# Work instructions
From the listing below, set down exactly the lines between the one holding "pub fn local_addr(&self)" and the one holding "if stream_id != self.stream_id", inclusive. No other line is wanted.

————————

//! Snapshot distribution between monitor processes.
//!
//! The publisher side serializes each snapshot and offers it to a
//! datagram publication; sends are best-effort with a small bounded
//! retry against backpressure, favouring recency over completeness. The
//! subscriber side polls a bounded number of datagrams per invocation
//! and feeds every decoded snapshot to its consumer. The publication /
//! subscription seams are traits so tests can script transport
//! behaviour.

use std::net::UdpSocket;

use anyhow::{bail, Context, Result};
use serde::Deserialize;
use tracing::{debug, trace, warn};

use crate::aggregator::SnapshotConsumer;
use crate::model::Snapshot;
use crate::wire::{decode_snapshot, encode_snapshot};

/// Attempts per snapshot before it is dropped under backpressure.
pub const SEND_RETRY_LIMIT: u32 = 5;

/// Datagrams handled per subscriber poll.
pub const POLL_LIMIT: usize = 10;

/// Largest frame a datagram publication will carry (UDP payload ceiling).
const MAX_FRAME_LENGTH: usize = 65_507;

/// Default destination for snapshot distribution.
pub const DEFAULT_ENDPOINT: &str = "127.0.0.1:15566";

/// Default stream id for snapshot distribution.
pub const DEFAULT_STREAM_ID: i32 = 0xAE01;

/// Addressing for the snapshot publish/subscribe endpoints.
#[derive(Debug, Clone, Deserialize)]
pub struct ChannelConfig {
    /// Destination (publish) or bind (subscribe) socket address.
    #[serde(default = "default_endpoint")]
    pub endpoint: String,

    /// Stream id carried in every frame; mismatches are discarded.
    #[serde(default = "default_stream_id")]
    pub stream_id: i32,
}

fn default_endpoint() -> String {
    DEFAULT_ENDPOINT.to_owned()
}

fn default_stream_id() -> i32 {
    DEFAULT_STREAM_ID
}

impl Default for ChannelConfig {
    fn default() -> Self {
        Self {
            endpoint: default_endpoint(),
            stream_id: default_stream_id(),
        }
    }
}

/// Outcome of offering one frame to a publication.
#[derive(Debug, Clone, Copy, PartialEq, Eq)]
pub enum Offer {
    Accepted,
    /// Transient flow-control pushback; the caller may retry.
    Backpressured,
    /// The publication can no longer carry frames. Fatal.
    Closed,
}

/// Non-blocking sender of encoded snapshot frames.
pub trait Publication: Send {
    fn offer(&mut self, payload: &[u8]) -> Offer;
}

/// Non-blocking receiver of encoded snapshot frames.
pub trait Subscription: Send {
    /// Poll up to `limit` frames, invoking `handler` for each payload.
    /// The payload slice is only valid for the duration of the call.
    fn poll(
        &mut self,
        handler: &mut dyn FnMut(&[u8]) -> Result<()>,
        limit: usize,
    ) -> Result<usize>;
}

/// Datagram publication: one frame per send, stream id prefixed.
pub struct UdpPublication {
    socket: UdpSocket,
    stream_id: i32,
    frame: Vec<u8>,
}

impl UdpPublication {
    /// Bind an ephemeral local port and aim at the configured endpoint.
    pub fn connect(config: &ChannelConfig) -> Result<Self> {
        let socket = UdpSocket::bind("0.0.0.0:0").context("binding publication socket")?;
        socket
            .connect(&config.endpoint)
            .with_context(|| format!("connecting publication to {}", config.endpoint))?;
        socket
            .set_nonblocking(true)
            .context("setting publication non-blocking")?;

        Ok(Self {
            socket,
            stream_id: config.stream_id,
            frame: Vec::new(),
        })
    }
}

impl Publication for UdpPublication {
    fn offer(&mut self, payload: &[u8]) -> Offer {
        if payload.len() + 4 > MAX_FRAME_LENGTH {
            warn!(length = payload.len(), "snapshot exceeds datagram capacity");
            return Offer::Closed;
        }

        self.frame.clear();
        self.frame.extend_from_slice(&self.stream_id.to_le_bytes());
        self.frame.extend_from_slice(payload);

        match self.socket.send(&self.frame) {
            Ok(_) => Offer::Accepted,
            Err(e) if e.kind() == std::io::ErrorKind::WouldBlock => Offer::Backpressured,
            Err(e) => {
                warn!(error = %e, "publication send failed");
                Offer::Closed
            }
        }
    }
}

/// Datagram subscription bound to the configured endpoint.
pub struct UdpSubscription {
    socket: UdpSocket,
    stream_id: i32,
    // One datagram per recv; sized to the UDP payload ceiling.
    buffer: Box<[u8; MAX_FRAME_LENGTH]>,
}

impl UdpSubscription {
    pub fn bind(config: &ChannelConfig) -> Result<Self> {
        let socket = UdpSocket::bind(&config.endpoint)
            .with_context(|| format!("binding subscription to {}", config.endpoint))?;
        socket
            .set_nonblocking(true)
            .context("setting subscription non-blocking")?;

        Ok(Self {
            socket,
            stream_id: config.stream_id,
            buffer: Box::new([0u8; MAX_FRAME_LENGTH]),
        })
    }

    /// The actual bound address (useful when binding port 0).
    pub fn local_addr(&self) -> Result<std::net::SocketAddr> {
        self.socket.local_addr().context("subscription local addr")
    }
}

impl Subscription for UdpSubscription {
    fn poll(
        &mut self,
        handler: &mut dyn FnMut(&[u8]) -> Result<()>,
        limit: usize,
    ) -> Result<usize> {
        let mut handled = 0;
        while handled < limit {
            let length = match self.socket.recv(&mut self.buffer[..]) {
                Ok(length) => length,
                Err(e) if e.kind() == std::io::ErrorKind::WouldBlock => break,
                Err(e) => return Err(e).context("subscription recv"),
            };

            if length < 4 {
                trace!(length, "runt frame discarded");
                continue;
            }

            let stream_id =
                i32::from_le_bytes([self.buffer[0], self.buffer[1], self.buffer[2], self.buffer[3]]);
            if stream_id != self.stream_id {
                trace!(stream_id, "frame for foreign stream discarded");
                continue;
            }

            handler(&self.buffer[4..length])?;
            handled += 1;
        }
        Ok(handled)
    }
}

/// Snapshot consumer that forwards each snapshot over a publication.
///
/// Backpressure is retried up to [`SEND_RETRY_LIMIT`] times, then the
/// snapshot is dropped: the next scan will supply fresher data anyway. A
/// closed publication is fatal and propagates as an error.
pub struct SnapshotPublisher {
    publication: Box<dyn Publication>,
    // Encode scratch, reused across snapshots.
    buffer: Vec<u8>,
}

impl SnapshotPublisher {
    pub fn new(publication: Box<dyn Publication>) -> Self {
        Self {
            publication,
            buffer: Vec::new(),
        }
    }

    /// Publisher over a datagram socket aimed at `config`.
    pub fn connect(config: &ChannelConfig) -> Result<Self> {
        Ok(Self::new(Box::new(UdpPublication::connect(config)?)))
    }
}

impl SnapshotConsumer for SnapshotPublisher {
    fn on_snapshot(&mut self, snapshot: &Snapshot) -> Result<()> {
        let length = encode_snapshot(snapshot, &mut self.buffer);

        let mut remaining = SEND_RETRY_LIMIT;
        loop {
            match self.publication.offer(&self.buffer[..length]) {
                Offer::Accepted => return Ok(()),
                Offer::Closed => bail!("snapshot publication closed"),
                Offer::Backpressured => {
                    remaining -= 1;
                    if remaining == 0 {
                        debug!(
                            context = %snapshot.context,
                            "snapshot dropped after backpressure",
                        );
                        return Ok(());
                    }
                }
            }
        }
    }
}

/// Polls a subscription and feeds decoded snapshots to a consumer.
pub struct SnapshotSubscriber {
    subscription: Box<dyn Subscription>,
    consumer: Box<dyn SnapshotConsumer>,
}

impl SnapshotSubscriber {
    pub fn new(subscription: Box<dyn Subscription>, consumer: Box<dyn SnapshotConsumer>) -> Self {
        Self {
            subscription,
            consumer,
        }
    }

    /// Subscriber over a datagram socket bound per `config`.
    pub fn bind(config: &ChannelConfig, consumer: Box<dyn SnapshotConsumer>) -> Result<Self> {
        Ok(Self::new(
            Box::new(UdpSubscription::bind(config)?),
            consumer,
        ))
    }

    /// Poll a bounded number of frames; returns how many were handled.
    ///
    /// A frame that fails to decode is a hard error, as is any error
    /// returned by the consumer.
    pub fn do_work(&mut self) -> Result<usize> {
        let consumer = &mut self.consumer;
        self.subscription.poll(
            &mut |payload| {
                let snapshot = decode_snapshot(payload).context("decoding snapshot frame")?;
                consumer.on_snapshot(&snapshot)
            },
            POLL_LIMIT,
        )
    }
}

————————

# Solution to this exercise
    pub fn local_addr(&self) -> Result<std::net::SocketAddr> {
        self.socket.local_addr().context("subscription local addr")
    }
}

impl Subscription for UdpSubscription {
    fn poll(
        &mut self,
        handler: &mut dyn FnMut(&[u8]) -> Result<()>,
        limit: usize,
    ) -> Result<usize> {
        let mut handled = 0;
        while handled < limit {
            let length = match self.socket.recv(&mut self.buffer[..]) {
                Ok(length) => length,
                Err(e) if e.kind() == std::io::ErrorKind::WouldBlock => break,
                Err(e) => return Err(e).context("subscription recv"),
            };

            if length < 4 {
                trace!(length, "runt frame discarded");
                continue;
            }

            let stream_id =
                i32::from_le_bytes([self.buffer[0], self.buffer[1], self.buffer[2], self.buffer[3]]);
            if stream_id != self.stream_id {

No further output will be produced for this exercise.